On this day, 4 December, in the Year of Our Lord 1214, William I “The Lion” of Scotland, passed away. William I was my two-times 25th great-grandfather through his illegitimate daughter Isabella mac William. He was also the brother of David of Scotland (my two-times 26th great-grandfather), making William I my 27th great-uncle twice over, as well.
William was a headstrong, powerfully built redhead. He was the grandson of David I of Scotland and the son of Henry of Scotland and Ada de Warenne.
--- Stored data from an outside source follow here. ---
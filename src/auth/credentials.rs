//! Usage: Credential exchange calls (login, register, refresh, Google PKCE code exchange).
//!
//! These requests bypass the bearer/401 pipeline entirely.

use crate::auth::coordinator::{RefreshFuture, TokenRefresher};
use crate::auth::endpoints;
use crate::auth::types::{LoginCredentials, MessageResponse, RegisterData, TokenPair, UserProfile};
use crate::shared::error::{AppError, AppResult, ErrorKind};
use crate::shared::security::mask_token;
use reqwest::header::AUTHORIZATION;
use reqwest::StatusCode;
use serde_json::{json, Value};

const LOGIN_FAILED_MESSAGE: &str = "Login failed. Please try again later.";
const REGISTER_FAILED_MESSAGE: &str = "Register failed. Please try again later.";
const RESET_PASSWORD_FAILED_MESSAGE: &str = "Password reset failed. The link may have expired.";
const ERROR_SNIPPET_MAX_CHARS: usize = 500;

#[derive(Debug, Clone)]
pub struct CredentialClient {
    http: reqwest::Client,
    api_base_url: String,
}

struct RawResponse {
    status: StatusCode,
    body: String,
}

impl CredentialClient {
    pub fn new(http: reqwest::Client, api_base_url: impl Into<String>) -> Self {
        Self {
            http,
            api_base_url: api_base_url.into(),
        }
    }

    pub fn api_base_url(&self) -> &str {
        &self.api_base_url
    }

    pub async fn login(&self, credentials: &LoginCredentials) -> AppResult<TokenPair> {
        let body = serde_json::to_value(credentials)?;
        let response = self.post(endpoints::LOGIN, &body, None).await?;
        if !response.status.is_success() {
            tracing::warn!(
                status = response.status.as_u16(),
                body = %sanitize_error_body_snippet(&response.body),
                "login rejected"
            );
            return Err(rejection(
                ErrorKind::Auth,
                &response,
                LOGIN_FAILED_MESSAGE,
            ));
        }
        let tokens = parse_token_pair(&response.body, ErrorKind::Auth)?;
        tracing::info!(access_token = %mask_token(&tokens.access_token), "login succeeded");
        Ok(tokens)
    }

    pub async fn register(&self, data: &RegisterData) -> AppResult<UserProfile> {
        let body = serde_json::to_value(data)?;
        let response = self.post(endpoints::REGISTER, &body, None).await?;
        if !response.status.is_success() {
            tracing::warn!(
                status = response.status.as_u16(),
                body = %sanitize_error_body_snippet(&response.body),
                "register rejected"
            );
            return Err(rejection(
                ErrorKind::Auth,
                &response,
                REGISTER_FAILED_MESSAGE,
            ));
        }
        serde_json::from_str(&response.body)
            .map_err(|e| AppError::auth(format!("register response json invalid: {e}")))
    }

    /// Any failure here ends the session; transport failures included.
    pub async fn refresh(&self, refresh_token: &str) -> AppResult<TokenPair> {
        let body = json!({ "refreshToken": refresh_token.trim() });
        let response = self
            .post(endpoints::REFRESH, &body, None)
            .await
            .map_err(|e| AppError::refresh(format!("refresh request failed: {}", e.message())))?;
        if !response.status.is_success() {
            tracing::warn!(
                status = response.status.as_u16(),
                body = %sanitize_error_body_snippet(&response.body),
                "refresh rejected"
            );
            return Err(rejection(
                ErrorKind::Refresh,
                &response,
                "session expired",
            ));
        }
        parse_token_pair(&response.body, ErrorKind::Refresh)
    }

    /// Authorization codes are single-use, so this is never retried.
    pub async fn exchange_google_code(
        &self,
        code: &str,
        verifier: &str,
        state: Option<&str>,
    ) -> AppResult<TokenPair> {
        let body = json!({
            "code": code.trim(),
            "code_verifier": verifier,
            "state": state,
        });
        let response = self
            .post(endpoints::GOOGLE_EXCHANGE_CODE, &body, None)
            .await
            .map_err(|e| {
                AppError::exchange(format!("code exchange request failed: {}", e.message()))
            })?;
        if !response.status.is_success() {
            tracing::warn!(
                status = response.status.as_u16(),
                body = %sanitize_error_body_snippet(&response.body),
                "google code exchange rejected"
            );
            return Err(rejection(
                ErrorKind::Exchange,
                &response,
                "google sign-in failed",
            ));
        }
        parse_token_pair(&response.body, ErrorKind::Exchange)
    }

    /// Tells the backend to drop the session; callers treat failures as best-effort.
    pub async fn logout(&self, access_token: Option<&str>) -> AppResult<()> {
        let response = self.post(endpoints::LOGOUT, &Value::Null, access_token).await?;
        if !response.status.is_success() {
            return Err(rejection(ErrorKind::Http, &response, "logout failed"));
        }
        Ok(())
    }

    pub async fn request_password_reset(&self, email: &str) -> AppResult<MessageResponse> {
        let body = json!({ "email": email.trim() });
        let response = self
            .post(endpoints::REQUEST_PASSWORD_RESET, &body, None)
            .await?;
        if !response.status.is_success() {
            return Err(rejection(
                ErrorKind::Http,
                &response,
                "password reset request failed",
            ));
        }
        parse_message(&response.body, "password reset request")
    }

    /// Sets a new password with the token from the reset e-mail. Does not sign in.
    pub async fn reset_password(
        &self,
        token: &str,
        new_password: &str,
    ) -> AppResult<MessageResponse> {
        let token = token.trim();
        if token.is_empty() {
            return Err(AppError::auth("password reset token is missing"));
        }
        let body = json!({ "token": token, "newPassword": new_password });
        let response = self.post(endpoints::RESET_PASSWORD, &body, None).await?;
        if !response.status.is_success() {
            tracing::warn!(
                status = response.status.as_u16(),
                "password reset rejected: {}",
                sanitize_error_body_snippet(&response.body)
            );
            return Err(rejection(
                ErrorKind::Auth,
                &response,
                RESET_PASSWORD_FAILED_MESSAGE,
            ));
        }
        parse_message(&response.body, "password reset")
    }

    async fn post(&self, path: &str, body: &Value, bearer: Option<&str>) -> AppResult<RawResponse> {
        let url = endpoints::join(&self.api_base_url, path)?;
        let mut request = self.http.post(url);
        if !body.is_null() {
            request = request.json(body);
        }
        if let Some(token) = bearer.map(str::trim).filter(|v| !v.is_empty()) {
            request = request.header(AUTHORIZATION, format!("Bearer {token}"));
        }

        let response = request.send().await?;
        let status = response.status();
        let body = response.text().await?;
        Ok(RawResponse { status, body })
    }
}

impl TokenRefresher for CredentialClient {
    fn refresh<'a>(&'a self, refresh_token: &'a str) -> RefreshFuture<'a> {
        Box::pin(CredentialClient::refresh(self, refresh_token))
    }
}

fn rejection(kind: ErrorKind, response: &RawResponse, fallback: &str) -> AppError {
    let message = server_message(&response.body).unwrap_or_else(|| fallback.to_string());
    AppError::new(kind, message).with_status(response.status.as_u16())
}

/// An empty 2xx body is an empty acknowledgement; anything else must decode.
fn parse_message(body: &str, what: &str) -> AppResult<MessageResponse> {
    if body.trim().is_empty() {
        return Ok(MessageResponse {
            message: String::new(),
        });
    }
    serde_json::from_str(body).map_err(|e| {
        tracing::warn!("{what} response json invalid: {}", sanitize_error_body_snippet(body));
        AppError::new(ErrorKind::Internal, format!("{what} response json invalid: {e}"))
            .with_source(e)
    })
}

fn parse_token_pair(body: &str, kind: ErrorKind) -> AppResult<TokenPair> {
    let mut tokens: TokenPair = serde_json::from_str(body)
        .map_err(|e| AppError::new(kind, format!("token response json invalid: {e}")))?;
    tokens.access_token = tokens.access_token.trim().to_string();
    tokens.refresh_token = tokens.refresh_token.trim().to_string();
    if tokens.access_token.is_empty() {
        return Err(AppError::new(kind, "token response missing access token"));
    }
    Ok(tokens)
}

/// Human-readable message from an error body: `message` (string or list), then OAuth-style fields.
pub(crate) fn server_message(body: &str) -> Option<String> {
    let value: Value = serde_json::from_str(body).ok()?;

    match value.get("message") {
        Some(Value::String(msg)) if !msg.trim().is_empty() => {
            return Some(msg.trim().to_string());
        }
        Some(Value::Array(items)) => {
            let joined = items
                .iter()
                .filter_map(Value::as_str)
                .map(str::trim)
                .filter(|v| !v.is_empty())
                .collect::<Vec<_>>()
                .join("; ");
            if !joined.is_empty() {
                return Some(joined);
            }
        }
        _ => {}
    }

    value
        .get("error_description")
        .or_else(|| value.get("error"))
        .and_then(Value::as_str)
        .map(str::trim)
        .filter(|v| !v.is_empty())
        .map(str::to_string)
}

fn is_sensitive_key(key: &str) -> bool {
    let key_lc = key.trim().to_ascii_lowercase();
    key_lc.contains("token")
        || key_lc.contains("secret")
        || key_lc.contains("password")
        || key_lc.contains("verifier")
        || key_lc == "authorization"
}

fn redact_sensitive_json_fields(value: &mut Value) {
    match value {
        Value::Object(map) => {
            for (key, nested) in map {
                if is_sensitive_key(key) {
                    if let Some(raw) = nested.as_str() {
                        *nested = Value::String(mask_token(raw));
                        continue;
                    }
                }
                redact_sensitive_json_fields(nested);
            }
        }
        Value::Array(items) => {
            for nested in items {
                redact_sensitive_json_fields(nested);
            }
        }
        _ => {}
    }
}

fn sanitize_error_body_snippet(body: &str) -> String {
    if let Ok(mut value) = serde_json::from_str::<Value>(body) {
        redact_sensitive_json_fields(&mut value);
        if let Ok(encoded) = serde_json::to_string(&value) {
            return encoded.chars().take(ERROR_SNIPPET_MAX_CHARS).collect();
        }
    }
    body.chars().take(ERROR_SNIPPET_MAX_CHARS).collect()
}

#[cfg(test)]
mod tests {
    use super::*;

    #[test]
    fn server_message_prefers_message_field() {
        assert_eq!(
            server_message(r#"{"message":"Invalid credentials","statusCode":401}"#).as_deref(),
            Some("Invalid credentials")
        );
    }

    #[test]
    fn server_message_joins_validation_lists() {
        assert_eq!(
            server_message(r#"{"message":["email must be an email","password too short"]}"#)
                .as_deref(),
            Some("email must be an email; password too short")
        );
    }

    #[test]
    fn server_message_falls_back_to_oauth_fields() {
        assert_eq!(
            server_message(r#"{"error":"invalid_grant","error_description":"code reused"}"#)
                .as_deref(),
            Some("code reused")
        );
        assert_eq!(server_message("<html>502</html>"), None);
        assert_eq!(server_message(r#"{"message":"  "}"#), None);
    }

    #[test]
    fn parse_message_rejects_malformed_bodies() {
        assert_eq!(parse_message("  ", "reset").unwrap().message, "");
        assert_eq!(
            parse_message(r#"{"message":"done"}"#, "reset").unwrap().message,
            "done"
        );

        let err = parse_message("<html>ok</html>", "password reset").unwrap_err();
        assert_eq!(err.kind(), ErrorKind::Internal);
        assert!(err.message().starts_with("password reset response json invalid"));
    }

    #[test]
    fn parse_token_pair_requires_access_token() {
        let err = parse_token_pair(r#"{"accessToken":"  ","refreshToken":"r"}"#, ErrorKind::Refresh)
            .unwrap_err();
        assert_eq!(err.kind(), ErrorKind::Refresh);

        let err = parse_token_pair("not json", ErrorKind::Exchange).unwrap_err();
        assert_eq!(err.kind(), ErrorKind::Exchange);
    }

    #[test]
    fn parse_token_pair_trims_values() {
        let tokens =
            parse_token_pair(r#"{"access_token":" a1 ","refresh_token":"r1"}"#, ErrorKind::Auth)
                .unwrap();
        assert_eq!(tokens, TokenPair::new("a1", "r1"));
    }

    #[test]
    fn rejection_carries_status_and_fallback() {
        let response = RawResponse {
            status: StatusCode::UNAUTHORIZED,
            body: String::new(),
        };
        let err = rejection(ErrorKind::Auth, &response, LOGIN_FAILED_MESSAGE);
        assert_eq!(err.kind(), ErrorKind::Auth);
        assert_eq!(err.status(), Some(401));
        assert_eq!(err.message(), LOGIN_FAILED_MESSAGE);
    }

    #[test]
    fn sanitize_error_body_snippet_masks_secrets() {
        let raw = r#"{
          "message": "bad refresh",
          "refreshToken": "abcd1234xyz9876",
          "nested": {"code_verifier": "verifiervalue123456"}
        }"#;
        let snippet = sanitize_error_body_snippet(raw);
        assert!(snippet.contains(mask_token("abcd1234xyz9876").as_str()));
        assert!(!snippet.contains("abcd1234xyz9876"));
        assert!(!snippet.contains("verifiervalue123456"));
        assert!(snippet.contains("bad refresh"));
    }
}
In 1152, William inherited the title of Earl of Northumbria from his father. However, in 1157, he was forced to give up this title to Henry II Plantagenet, King of England (my 26th great-grandfather through his daughter Eleanor of England, my 24th and 25th great-grandfather through his son John “Lackland” of England, and my 25th great-grandfather through his son William “Longespée”.)
Following the death of William and David’s elder brother King Malcolm IV on 9 December 1165, William became king and was crowned on Christmas Eve 1165. After William I became king, he spent much time and effort trying to regain Northumbria.
In 1173 and 1174, William and others revolted against Henry II. In 1174, at the Battle of Alnwick, William decided to charge the English troops himself. He was unhorsed, captured by Henry’s troops, and taken to Falaise, Normandy. Henry then sent an army to occupy Scotland. To regain his kingdom, William was compelled to sign the Treaty of Falaise, acknowledging Henry as William’s feudal superior and agreeing to pay for the cost of the English army’s occupation of Scotland through taxation of the Scottish denizens. In addition, the church of Scotland was placed under the jurisdiction of the English church. Only after these concessions were made was William permitted to return to Scotland in 1175.
The humiliation of the Treaty of Falaise sparked a revolt in Galloway, lasting until 1186 and prompting the construction of Dumfries Castle. Meanwhile, in 1179, William and his brother David led a force to Easter Ross, establishing two more castles in the hopes of discouraging the Norse Earls of Orkney from expanding beyond Caithness.
For the next 15 years, the Treaty of Falaise was enforced. However, on 5 December 1189, King Richard “Lionheart” of England, needing money for the Third Crusade, terminated the treaty in return of a payment of 10,000 silver marks.
Despite the Scots regaining their independence, relations between England and Scotland remained tense. In 1194, William attempted to purchase Northumbria from Richard; however, William’s offer of 15,000 silver marks was rejected. Then, in August 1209, King John “Lackland” of England (my 24th great-grandfather) strong-armed William into agreeing to marry his elder daughters to English nobles. In 1212, John then secured the hand of William’s only surviving legitimate son and heir, Alexander, for his eldest daughter, Joan.
On 4 December 1214, William I died in Stirling and is buried in Arbroath Abbey, which he had founded in 1178.